Computed Tomography-Based Limb Volume Measurements for Isolated Limb Infusion in Melanoma.

Ann Surg Oncol 2016 Apr 16;23(4):1090-5. Epub 2015 Nov 16.

Division of Advanced Oncologic and GI Surgery, Department of Surgery, Duke University Medical Center, Durham, NC, USA.

Background: Despite advances in cross-sectional imaging, chemotherapeutic dosing for isolated limb infusion (ILI) in melanoma is currently calculated through cumbersome and potentially imprecise manual measurements. The primary objective of this study was to examine the feasibility of using computed tomography (CT) to calculate limb volume, its concordance with manual measurement, and its ability to predict clinical response and toxicity in patients undergoing ILI.
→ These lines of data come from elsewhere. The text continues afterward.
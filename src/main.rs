use clap::Parser;
use eat_n_split::core::config::{self, CliOverrides};
use eat_n_split::tui;
use simplelog::{ConfigBuilder, LevelFilter, WriteLogger};
use std::fs::File;
use std::path::PathBuf;

#[derive(Parser)]
#[command(name = "eat-n-split", about = "Split bills with your friends")]
struct Args {
    /// Start without any friends
    #[arg(long)]
    empty: bool,

    /// Currency symbol shown in balances
    #[arg(short, long)]
    currency: Option<String>,

    /// Read settings from this file instead of ~/.eat-n-split/config.toml
    #[arg(long)]
    config: Option<PathBuf>,
}

fn main() -> std::io::Result<()> {
    let args = Args::parse();
    dotenv::dotenv().ok();

    // File logger before config loading; `log::set_max_level` does the filtering
    let log_config = ConfigBuilder::new()
        .set_time_format_rfc3339()
        .build();

    if let Ok(log_file) = File::create("eat-n-split.log") {
        let _ = WriteLogger::init(LevelFilter::Trace, log_config, log_file);
    }
    log::set_max_level(config::DEFAULT_LOG_LEVEL);

    let file_config = config::load_or_default(args.config.as_deref());
    let resolved = config::resolve(
        &file_config,
        &CliOverrides {
            currency: args.currency,
            empty: args.empty,
        },
    );
    log::set_max_level(resolved.log_level);

    log::info!(
        "Eat-'n-Split starting up with {} friends",
        resolved.friends.len()
    );

    tui::run(resolved)
}
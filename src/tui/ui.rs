use crate::core::state::App;
use crate::tui::component::Component;
use crate::tui::components::{Button, FriendList, TitleBar, add_friend_form, split_bill_form};
use crate::tui::{Focus, TuiState};

use ratatui::Frame;
use ratatui::layout::{Alignment, Constraint, Layout, Rect};
use ratatui::style::{Color, Modifier, Style};
use ratatui::text::Line;
use ratatui::widgets::{Block, Padding, Paragraph};

/// Sidebar width as a share of the screen.
const SIDEBAR_PERCENT: u16 = 50;

pub fn draw_ui(frame: &mut Frame, app: &App, tui: &mut TuiState) {
    use Constraint::{Length, Min, Percentage};

    let [title_area, body_area, help_area] =
        Layout::vertical([Length(1), Min(0), Length(1)]).areas(frame.area());
    let [sidebar_area, main_area] =
        Layout::horizontal([Percentage(SIDEBAR_PERCENT), Percentage(100 - SIDEBAR_PERCENT)])
            .spacing(2)
            .areas(body_area);

    TitleBar::new(app.friends.len(), &app.status_message).render(frame, title_area);

    draw_sidebar(frame, sidebar_area, app, tui);
    draw_main(frame, main_area, tui);

    let help = Paragraph::new(help_text(tui.focus))
        .style(Style::default().fg(Color::DarkGray))
        .alignment(Alignment::Center);
    frame.render_widget(help, help_area);
}

fn draw_sidebar(frame: &mut Frame, area: Rect, app: &App, tui: &mut TuiState) {
    use Constraint::{Length, Min};

    let form_height = if tui.add_friend_form.is_some() {
        add_friend_form::FORM_HEIGHT + 1
    } else {
        0
    };
    let [list_area, form_area, button_area] =
        Layout::vertical([Min(0), Length(form_height), Length(1)]).areas(area);

    let list_focused = tui.focus == Focus::FriendList;
    FriendList {
        state: &mut tui.friend_list,
        friends: &app.friends,
        selected: app.selected_friend_id.as_ref(),
        currency: &app.currency,
        focused: list_focused,
    }
    .render(frame, list_area);

    if let Some(form) = tui.add_friend_form.as_mut() {
        let [_, inner] = Layout::vertical([Length(1), Min(0)]).areas(form_area);
        form.render(frame, inner);
    }

    let label = if app.is_add_friend_form_open { "Close" } else { "Add friend" };
    let on_button = list_focused && tui.friend_list.on_button(app.friends.len());
    Button::new(label, on_button).render(frame, button_area);
}

fn draw_main(frame: &mut Frame, area: Rect, tui: &mut TuiState) {
    match tui.split_bill_form.as_mut() {
        Some(form) => {
            let block = Block::default().padding(Padding::horizontal(1));
            let inner = block.inner(area);
            frame.render_widget(block, area);
            let height = split_bill_form::FORM_HEIGHT.min(inner.height);
            form.render(frame, Rect { height, ..inner });
        }
        None => {
            let hint = Paragraph::new(Line::from("Select a friend to split a bill."))
                .style(Style::default().fg(Color::DarkGray).add_modifier(Modifier::ITALIC))
                .alignment(Alignment::Center);
            frame.render_widget(hint, area);
        }
    }
}

fn help_text(focus: Focus) -> &'static str {
    match focus {
        Focus::FriendList => "↑↓ Move  Enter Select  a Add friend  Tab Form  q Quit",
        Focus::AddFriendForm => "Tab Next field  Enter Add  Esc Back  Ctrl+C Quit",
        Focus::SplitBillForm => "Tab Next field  ←→ Payer  Enter Split  Esc Back  Ctrl+C Quit",
    }
}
Methods: A retrospective analysis of all patients undergoing lower extremity ILI at Duke University Medical Center between 2003 and 2014 was performed. Data pertaining to manually measured limb volume, chemotherapeutic dosing, and patient outcome was obtained. CT-based measurements of limb volume were performed in all patients for whom imaging was available and subsequently compared with manually measured values.

Results: CT data were sufficient for measurement in 73 patients. The mean measurement time was 4.61 ± 2.13 min. Although average CT-based measurements were 1.20 L higher in the case of lower limbs, they correlated well with those obtained manually (r (2) = 0.90). Unlike manual measurement, patients with complete responses to chemotherapy had smaller limb volumes than those with disease progression as measured by CT (9.3 vs. 10.7 L; p = .038). Patients suffering grade 3 and 4 toxicities also had statistically lower limb volumes as measured by CT than those who did not (p < .05).

Conclusions: CT-based limb volume measurement is feasible for chemotherapy dosing in patients undergoing ILI for melanoma and has predictive value with respect to clinical response and toxicity.